▶ **MATERIAL SUPPLIED**:
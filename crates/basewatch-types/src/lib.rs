//! Shared types for basewatch location change tracking.
//!
//! This crate holds the data model used by the store, the tracking core and
//! the HTTP service:
//!
//! - Detection payloads as produced by the external detector
//! - The per-location [`LocationRecord`] snapshot
//! - Change results and [`Insight`] messages
//! - The closed aircraft/vehicle classification
//! - [`ValidationError`] for rejected inputs
//!
//! # Example
//!
//! ```
//! use basewatch_types::{Detection, DetectionClass, DetectionPayload};
//!
//! let payload = DetectionPayload::new(vec![
//!     Detection::new("A3", [10.0, 10.0, 40.0, 40.0]),
//!     Detection::new("truck", [50.0, 50.0, 60.0, 60.0]),
//! ]);
//!
//! let aircraft = payload
//!     .detections
//!     .iter()
//!     .filter(|d| DetectionClass::classify(&d.class).is_aircraft())
//!     .count();
//! assert_eq!(aircraft, 1);
//! ```

pub mod class;
pub mod error;
pub mod insight;
pub mod types;

pub use class::{AircraftClass, DetectionClass};
pub use error::{ValidationError, ValidationResult};
pub use insight::{ChangeResult, ChangeSet, Insight, ProcessOutcome};
pub use types::{BoundingBox, Detection, DetectionPayload, LocationRecord, LocationStats};

#[cfg(test)]
mod tests {
    use std::collections::BTreeMap;

    use time::OffsetDateTime;
    use time::macros::datetime;

    use super::*;

    fn record() -> LocationRecord {
        LocationRecord {
            location_id: "base_40.710_-74.010".to_string(),
            timestamp: datetime!(2024-05-01 12:00:00 UTC),
            aircraft_count: 2,
            vehicle_count: 1,
            aircraft_positions: vec![[1.0, 2.0, 3.0, 4.0], [5.0, 6.0, 7.0, 8.0]],
            vehicle_positions: vec![[9.0, 10.0, 11.0, 12.0]],
            total_count: 3,
            category_breakdown: BTreeMap::from([("A1".to_string(), 2), ("truck".to_string(), 1)]),
        }
    }

    // --- Classification tests ---

    #[test]
    fn test_every_aircraft_code_is_aircraft() {
        for n in 1..=19 {
            let label = format!("A{}", n);
            assert!(
                DetectionClass::classify(&label).is_aircraft(),
                "{} should be an aircraft",
                label
            );
        }
    }

    #[test]
    fn test_unknown_labels_are_vehicles() {
        for label in ["A0", "A20", "a1", "A", "truck", "", " A1"] {
            assert_eq!(DetectionClass::classify(label), DetectionClass::OtherVehicle);
        }
    }

    #[test]
    fn test_aircraft_class_label_roundtrip() {
        for class in AircraftClass::ALL {
            assert_eq!(AircraftClass::from_label(class.label()), Some(class));
            assert_eq!(class.to_string(), class.label());
        }
    }

    #[test]
    fn test_aircraft_class_repr_values() {
        assert_eq!(AircraftClass::A1 as u8, 1);
        assert_eq!(AircraftClass::A19 as u8, 19);
    }

    // --- ChangeSet tests ---

    #[test]
    fn test_change_set_between() {
        let previous = record();
        let mut current = record();
        current.aircraft_count = 0;
        current.vehicle_count = 4;
        current.total_count = 10;

        let changes = ChangeSet::between(&previous, &current);
        assert_eq!(changes.aircraft_diff, -2);
        assert_eq!(changes.vehicle_diff, 3);
        assert_eq!(changes.total_diff, 7);
        assert!(!changes.is_zero());
    }

    #[test]
    fn test_change_set_identical_is_zero() {
        let changes = ChangeSet::between(&record(), &record());
        assert!(changes.is_zero());
    }

    // --- Insight tests ---

    #[test]
    fn test_insight_display() {
        assert_eq!(
            Insight::AircraftIncrease(3).to_string(),
            "Aircraft increase (+3): possible reinforcements or incoming mission detected."
        );
        assert!(Insight::VehicleDecrease(-2).to_string().contains("(-2)"));
        assert!(
            Insight::FirstScan {
                location_id: "base_1.000_2.000".to_string(),
                aircraft: 4,
                vehicles: 7,
            }
            .to_string()
            .contains("base_1.000_2.000")
        );
        assert!(
            Insight::NoSignificantChange
                .to_string()
                .starts_with("No significant changes")
        );
    }

    #[test]
    fn test_insight_serializes_as_message() {
        let json = serde_json::to_string(&Insight::Stable).unwrap();
        assert_eq!(json, format!("\"{}\"", Insight::Stable));
    }

    // --- Serialization tests ---

    #[test]
    fn test_location_record_serialization_roundtrip() {
        let original = record();
        let json = serde_json::to_string(&original).unwrap();
        assert!(json.contains("\"timestamp\":\"2024-05-01T12:00:00Z\""));

        let parsed: LocationRecord = serde_json::from_str(&json).unwrap();
        assert_eq!(parsed, original);
    }

    #[test]
    fn test_location_record_accepts_legacy_field_names() {
        let json = r#"{
            "location_id": "base_1.000_2.000",
            "timestamp": "2024-01-01T00:00:00Z",
            "aircraft": 3,
            "vehicles": 4,
            "aircraft_positions": [[0, 0, 1, 1]],
            "vehicle_positions": [],
            "total_vehicles": 7,
            "vehicle_counts": {"A1": 3}
        }"#;

        let parsed: LocationRecord = serde_json::from_str(json).unwrap();
        assert_eq!(parsed.aircraft_count, 3);
        assert_eq!(parsed.vehicle_count, 4);
        assert_eq!(parsed.total_count, 7);
        assert_eq!(parsed.category_breakdown.get("A1"), Some(&3));
        assert_eq!(parsed.aircraft_positions, vec![[0.0, 0.0, 1.0, 1.0]]);
    }

    #[test]
    fn test_payload_deserialization_with_detector_aliases() {
        let json = r#"{
            "detections": [
                {"class": "A2", "bbox": [1, 2, 3, 4], "confidence": 0.9},
                {"class": "truck", "bbox": [5, 6, 7, 8]}
            ],
            "total_vehicles": 2,
            "vehicle_counts": {"A2": 1}
        }"#;

        let payload: DetectionPayload = serde_json::from_str(json).unwrap();
        assert_eq!(payload.detections.len(), 2);
        assert_eq!(payload.detections[0].confidence, Some(0.9));
        assert_eq!(payload.detections[1].confidence, None);
        assert_eq!(payload.total_count, Some(2));
        assert_eq!(payload.category_breakdown.unwrap().get("A2"), Some(&1));
    }

    #[test]
    fn test_payload_missing_detections_is_rejected() {
        let result = serde_json::from_str::<DetectionPayload>(r#"{"total_count": 3}"#);
        assert!(result.is_err());
    }

    #[test]
    fn test_process_outcome_serializes_flat() {
        let current = record();
        let outcome = ProcessOutcome {
            result: ChangeResult {
                changes: None,
                insights: vec![Insight::NoSignificantChange],
                is_first_scan: true,
                timestamp: OffsetDateTime::UNIX_EPOCH,
            },
            location_id: current.location_id.clone(),
            current_record: current,
        };

        let json: serde_json::Value = serde_json::to_value(&outcome).unwrap();
        assert_eq!(json["is_first_scan"], true);
        assert!(json["changes"].is_null());
        assert!(json["insights"][0].is_string());
        assert_eq!(json["location_id"], "base_40.710_-74.010");
        assert_eq!(json["current_record"]["aircraft_count"], 2);
        assert_eq!(json["timestamp"], "1970-01-01T00:00:00Z");
    }

    #[test]
    fn test_stats_serialization_with_no_scans() {
        let stats = LocationStats {
            total_locations: 0,
            total_scans: 0,
            latest_scan: None,
        };
        let json: serde_json::Value = serde_json::to_value(&stats).unwrap();
        assert!(json["latest_scan"].is_null());
    }

    // --- ValidationError tests ---

    #[test]
    fn test_validation_error_display() {
        assert_eq!(
            ValidationError::InvalidRadius(0.0).to_string(),
            "invalid zone radius 0: must be a finite number greater than zero"
        );
        assert_eq!(
            ValidationError::EmptyClassLabel { index: 2 }.to_string(),
            "detection 2 has an empty class label"
        );
    }
}
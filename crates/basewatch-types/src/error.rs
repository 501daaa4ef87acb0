//! Validation errors for basewatch inputs.

use thiserror::Error;

/// Errors raised when a caller-supplied value cannot be accepted.
///
/// Validation always happens before any state is touched, so a call that
/// fails with one of these never modifies a store.
///
/// This enum is marked `#[non_exhaustive]` to allow adding new variants
/// in future versions without breaking downstream code.
#[derive(Debug, Clone, PartialEq, Error)]
#[non_exhaustive]
pub enum ValidationError {
    /// The location id was empty or only whitespace.
    #[error("location id cannot be empty")]
    EmptyLocationId,

    /// A latitude or longitude was non-finite or out of range.
    #[error("invalid {axis} {value}: {reason}")]
    InvalidCoordinate {
        /// `"latitude"` or `"longitude"`.
        axis: &'static str,
        /// The rejected value.
        value: f64,
        /// Why it was rejected.
        reason: &'static str,
    },

    /// The zone radius was not a finite number greater than zero.
    #[error("invalid zone radius {0}: must be a finite number greater than zero")]
    InvalidRadius(f64),

    /// The capture timestamp was not RFC 3339.
    #[error("invalid timestamp '{value}': {reason}")]
    InvalidTimestamp {
        /// The rejected input.
        value: String,
        /// Parser message.
        reason: String,
    },

    /// A detection carried an empty class label.
    #[error("detection {index} has an empty class label")]
    EmptyClassLabel {
        /// Position of the detection in the payload.
        index: usize,
    },

    /// A detection's bounding box contained NaN or infinity.
    #[error("detection {index} has a non-finite bounding box")]
    InvalidBoundingBox {
        /// Position of the detection in the payload.
        index: usize,
    },

    /// A detection's confidence was outside `0.0..=1.0`.
    #[error("detection {index} has confidence {value} outside 0..=1")]
    InvalidConfidence {
        /// Position of the detection in the payload.
        index: usize,
        /// The rejected value.
        value: f64,
    },
}

/// Result type alias using [`ValidationError`].
pub type ValidationResult<T> = std::result::Result<T, ValidationError>;
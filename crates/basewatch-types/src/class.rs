//! Detection class labels.
//!
//! The detector emits a free-form class label per detection. Labels `A1`
//! through `A19` are military aircraft codes; every other label is counted
//! as a non-aircraft vehicle. The split is a closed enumeration so adding an
//! aircraft code is a change to [`AircraftClass`] rather than to a runtime
//! list.

use core::fmt;

#[cfg(feature = "serde")]
use serde::{Deserialize, Serialize};

/// Aircraft class codes recognised by the detector.
#[derive(Debug, Clone, Copy, PartialEq, Eq, PartialOrd, Ord, Hash)]
#[cfg_attr(feature = "serde", derive(Serialize, Deserialize))]
#[repr(u8)]
pub enum AircraftClass {
    A1 = 1,
    A2 = 2,
    A3 = 3,
    A4 = 4,
    A5 = 5,
    A6 = 6,
    A7 = 7,
    A8 = 8,
    A9 = 9,
    A10 = 10,
    A11 = 11,
    A12 = 12,
    A13 = 13,
    A14 = 14,
    A15 = 15,
    A16 = 16,
    A17 = 17,
    A18 = 18,
    A19 = 19,
}

impl AircraftClass {
    /// Every aircraft class, in code order.
    pub const ALL: [AircraftClass; 19] = [
        AircraftClass::A1,
        AircraftClass::A2,
        AircraftClass::A3,
        AircraftClass::A4,
        AircraftClass::A5,
        AircraftClass::A6,
        AircraftClass::A7,
        AircraftClass::A8,
        AircraftClass::A9,
        AircraftClass::A10,
        AircraftClass::A11,
        AircraftClass::A12,
        AircraftClass::A13,
        AircraftClass::A14,
        AircraftClass::A15,
        AircraftClass::A16,
        AircraftClass::A17,
        AircraftClass::A18,
        AircraftClass::A19,
    ];

    /// Look up an aircraft class by its exact, case-sensitive label.
    ///
    /// ```
    /// use basewatch_types::AircraftClass;
    ///
    /// assert_eq!(AircraftClass::from_label("A7"), Some(AircraftClass::A7));
    /// assert_eq!(AircraftClass::from_label("a7"), None);
    /// assert_eq!(AircraftClass::from_label("A20"), None);
    /// ```
    #[must_use]
    pub fn from_label(label: &str) -> Option<Self> {
        Self::ALL.into_iter().find(|class| class.label() == label)
    }

    /// The detector label for this class.
    #[must_use]
    pub fn label(&self) -> &'static str {
        match self {
            AircraftClass::A1 => "A1",
            AircraftClass::A2 => "A2",
            AircraftClass::A3 => "A3",
            AircraftClass::A4 => "A4",
            AircraftClass::A5 => "A5",
            AircraftClass::A6 => "A6",
            AircraftClass::A7 => "A7",
            AircraftClass::A8 => "A8",
            AircraftClass::A9 => "A9",
            AircraftClass::A10 => "A10",
            AircraftClass::A11 => "A11",
            AircraftClass::A12 => "A12",
            AircraftClass::A13 => "A13",
            AircraftClass::A14 => "A14",
            AircraftClass::A15 => "A15",
            AircraftClass::A16 => "A16",
            AircraftClass::A17 => "A17",
            AircraftClass::A18 => "A18",
            AircraftClass::A19 => "A19",
        }
    }
}

impl fmt::Display for AircraftClass {
    fn fmt(&self, f: &mut fmt::Formatter<'_>) -> fmt::Result {
        f.write_str(self.label())
    }
}

/// The bucket a detection is counted in.
///
/// Unknown labels fall into [`DetectionClass::OtherVehicle`]; there is no
/// separate "unclassified" bucket.
#[derive(Debug, Clone, Copy, PartialEq, Eq, Hash)]
#[cfg_attr(feature = "serde", derive(Serialize, Deserialize))]
pub enum DetectionClass {
    /// One of the recognised aircraft codes.
    Aircraft(AircraftClass),
    /// Any other vehicle label.
    OtherVehicle,
}

impl DetectionClass {
    /// Classify a detector label.
    ///
    /// ```
    /// use basewatch_types::{AircraftClass, DetectionClass};
    ///
    /// assert_eq!(
    ///     DetectionClass::classify("A12"),
    ///     DetectionClass::Aircraft(AircraftClass::A12)
    /// );
    /// assert_eq!(DetectionClass::classify("truck"), DetectionClass::OtherVehicle);
    /// ```
    #[must_use]
    pub fn classify(label: &str) -> Self {
        match AircraftClass::from_label(label) {
            Some(class) => DetectionClass::Aircraft(class),
            None => DetectionClass::OtherVehicle,
        }
    }

    /// Whether this is an aircraft bucket.
    #[must_use]
    pub fn is_aircraft(&self) -> bool {
        matches!(self, DetectionClass::Aircraft(_))
    }
}
use std::time::Duration;
use std::{env, fmt, fs, io, path};

use serde::{Deserialize, Serialize};
use thiserror::Error;
use webring::schedule::ScheduleError;
use webring::{CheckSchedule, CheckerSettings, RingEndpoint};

pub const DEFAULT_API_TOKEN: &str = "ADMIN_TOKEN_CHANGE_ME";

#[derive(Debug, Error)]
pub enum Error {
    #[error("Failed to read config file: {0}")]
    ReadFailed(#[source] io::Error),
    #[error("Failed to write config file: {0}")]
    WriteFailed(#[source] io::Error),
    #[error("Failed to parse config file: {0}")]
    ParseFailed(#[from] toml::de::Error),
    #[error("Failed to serialize config: {0}")]
    SerializeFailed(#[from] toml::ser::Error),
    #[error("No config path available: neither XDG_CONFIG_HOME nor HOME is set")]
    ConfigPathUnavailable,
    #[error("Invalid value '{value}' for environment variable {name}")]
    InvalidEnv { name: &'static str, value: String },
}

#[derive(Debug, Clone, Default, PartialEq, Eq, Serialize, Deserialize)]
#[serde(default)]
pub struct Config {
    pub server: Server,
    pub ring: RingEndpoint,
    pub checker: CheckerSettings,
    pub schedule: Schedule,
    pub database: Database,
    pub admin: Admin,
}

#[derive(Debug, Clone, PartialEq, Eq, Serialize, Deserialize)]
#[serde(default)]
pub struct Server {
    pub bind: String,
    pub port: u16,
}

impl Default for Server {
    fn default() -> Self {
        Self { bind: "0.0.0.0".into(), port: 8080 }
    }
}

#[derive(Debug, Clone, PartialEq, Eq, Serialize, Deserialize)]
#[serde(default)]
pub struct Schedule {
    /// Cron expression; takes precedence over `interval_seconds`
    pub cron: Option<String>,
    pub interval_seconds: u64,
    pub run_on_start: bool,
}

impl Default for Schedule {
    fn default() -> Self {
        Self { cron: None, interval_seconds: 30 * 60, run_on_start: false }
    }
}

impl Schedule {
    pub fn check_schedule(&self) -> Result<CheckSchedule, ScheduleError> {
        match self.cron.as_deref().map(str::trim) {
            Some(expr) if !expr.is_empty() => CheckSchedule::cron(expr),
            _ => CheckSchedule::every(Duration::from_secs(self.interval_seconds)),
        }
    }
}

#[derive(Debug, Clone, PartialEq, Eq, Serialize, Deserialize)]
#[serde(default)]
pub struct Database {
    pub path: path::PathBuf,
    pub max_connections: usize,
}

impl Default for Database {
    fn default() -> Self {
        Self { path: "webring.db".into(), max_connections: 8 }
    }
}

#[derive(Debug, Clone, PartialEq, Eq, Serialize, Deserialize)]
#[serde(default)]
pub struct Admin {
    pub api_token: String,
}

impl Default for Admin {
    fn default() -> Self {
        Self { api_token: DEFAULT_API_TOKEN.into() }
    }
}

/// Used to ensure we are actually reading a toml file
fn normalize_toml_path(path: &path::Path) -> path::PathBuf {
    let mut path = path.to_path_buf();
    if path.extension().map(|ext| ext != "toml").unwrap_or(true) {
        path.set_extension("toml");
    }
    path
}

/// Get default config path ($XDG_CONFIG_HOME/webring/config.toml or
/// $HOME/.config/...)
fn default_config_path() -> Result<path::PathBuf, Error> {
    let path = if let Ok(config_home) = env::var("XDG_CONFIG_HOME") {
        path::PathBuf::from(config_home)
    } else if let Some(home_dir) = env::home_dir() {
        home_dir.join(".config")
    } else {
        return Err(Error::ConfigPathUnavailable);
    };

    Ok(path.join("webring/config.toml"))
}

fn parse_env<T: std::str::FromStr>(name: &'static str, value: String) -> Result<T, Error> {
    value.trim().parse().map_err(|_| Error::InvalidEnv { name, value })
}

impl fmt::Display for Config {
    fn fmt(&self, f: &mut fmt::Formatter<'_>) -> fmt::Result {
        let write_indented = |level: usize| {
            move |f: &mut fmt::Formatter<'_>, label: &str, value: &dyn fmt::Display| {
                writeln!(f, "  {:indent$}{}: {}", "", label, value, indent = level * 2)
            }
        };
        let write_title_indented = |level: usize| {
            move |f: &mut fmt::Formatter<'_>, label: &str| {
                writeln!(f, "{:indent$}{}", "", label, indent = level * 2)
            }
        };

        let write_title_1 = write_title_indented(1);
        let write_1 = write_indented(1);

        let variants: Vec<String> = self.ring.accepted_variants.iter().map(ToString::to_string).collect();
        let schedule = match self.schedule.check_schedule() {
            Ok(schedule) => schedule.to_string(),
            Err(e) => format!("invalid ({e})"),
        };
        let token = if self.admin.api_token == DEFAULT_API_TOKEN { "<default>" } else { "<redacted>" };

        writeln!(f, "Current Internal Configuration State:")?;
        write_title_1(f, "Server")?;
        write_1(f, "Bind Address", &self.server.bind)?;
        write_1(f, "Port", &self.server.port)?;
        write_title_1(f, "Ring")?;
        write_1(f, "Public URL", &self.ring.public_url())?;
        write_1(f, "HTTP Port", &self.ring.http_port)?;
        write_1(f, "HTTPS Port", &self.ring.https_port)?;
        write_1(f, "Accepted Variants", &variants.join(", "))?;
        write_title_1(f, "Checker")?;
        write_1(f, "User Agent", &self.checker.user_agent(&self.ring))?;
        write_1(f, "Timeout (s)", &self.checker.timeout_seconds)?;
        write_1(f, "Max Redirects", &self.checker.max_redirects)?;
        write_1(f, "Concurrency", &self.checker.concurrency)?;
        write_title_1(f, "Schedule")?;
        write_1(f, "Runs", &schedule)?;
        write_1(f, "Run On Start", &self.schedule.run_on_start)?;
        write_title_1(f, "Database")?;
        write_1(f, "Path", &self.database.path.display())?;
        write_1(f, "Max Connections", &self.database.max_connections)?;
        write_title_1(f, "Admin")?;
        write_1(f, "API Token", &token)?;

        Ok(())
    }
}

impl Config {
    /// Generate Config structure from file
    ///
    /// Creates a default config in ~/.config/webring/config.toml
    ///  or the specified path, with the name config.toml if one does not exist
    ///
    /// ```rust,ignore
    /// let cfg = config::Config::from_config(None::<&path::Path>)?;
    /// println!("{}", cfg);
    /// ```
    pub fn from_config(optional_path: Option<impl AsRef<path::Path>>) -> Result<Self, Error> {
        let config_path: path::PathBuf = if let Some(path) = optional_path {
            normalize_toml_path(path.as_ref())
        } else {
            default_config_path()?
        };

        if config_path.exists() {
            let raw_string = fs::read_to_string(&config_path).map_err(Error::ReadFailed)?;
            Ok(toml::from_str(raw_string.as_str())?)
        } else {
            let config = Self::default();
            config.write_config(&config_path)?;
            Ok(config)
        }
    }

    /// Serialize and write a config to a file
    pub fn write_config(&self, path: &path::Path) -> Result<(), Error> {
        let config_str: String = toml::to_string_pretty(self)?;

        if let Some(parent) = path.parent() {
            fs::create_dir_all(parent).map_err(Error::WriteFailed)?;
        }

        fs::write(path, config_str).map_err(Error::WriteFailed)
    }

    /// Apply `WEBRING_*` overrides from the process environment
    pub fn apply_process_env(&mut self) -> Result<(), Error> {
        self.apply_env(|name| env::var(name).ok())
    }

    /// Apply `WEBRING_*` overrides read through `lookup`
    pub fn apply_env(&mut self, lookup: impl Fn(&str) -> Option<String>) -> Result<(), Error> {
        if let Some(token) = lookup("WEBRING_API_TOKEN") {
            self.admin.api_token = token;
        }
        if let Some(host) = lookup("WEBRING_HOST") {
            self.ring.host = host;
        }
        if let Some(path) = lookup("WEBRING_PATH") {
            self.ring.path = path;
        }
        if let Some(port) = lookup("WEBRING_HTTP_PORT") {
            self.ring.http_port = parse_env("WEBRING_HTTP_PORT", port)?;
        }
        if let Some(port) = lookup("WEBRING_HTTPS_PORT") {
            self.ring.https_port = parse_env("WEBRING_HTTPS_PORT", port)?;
        }
        if let Some(https) = lookup("WEBRING_HTTPS") {
            self.ring.https = parse_env("WEBRING_HTTPS", https.to_ascii_lowercase())?;
        }
        if let Some(agent) = lookup("WEBRING_SCRAPER_USER_AGENT") {
            self.checker.user_agent = Some(agent);
        }
        if let Some(cron) = lookup("WEBRING_SCRAPE_CRON") {
            self.schedule.cron = Some(cron);
        }
        if let Some(database) = lookup("WEBRING_DATABASE") {
            self.database.path = database.into();
        }
        if let Some(bind) = lookup("WEBRING_BIND") {
            self.server.bind = bind;
        }
        if let Some(port) = lookup("WEBRING_PORT") {
            self.server.port = parse_env("WEBRING_PORT", port)?;
        }
        Ok(())
    }
}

▶ **PROMPT**: Looking at the data above, report how many of its lines include the word "impl". The number alone is the answer.

▶ **EXERCISE RESULT**: 12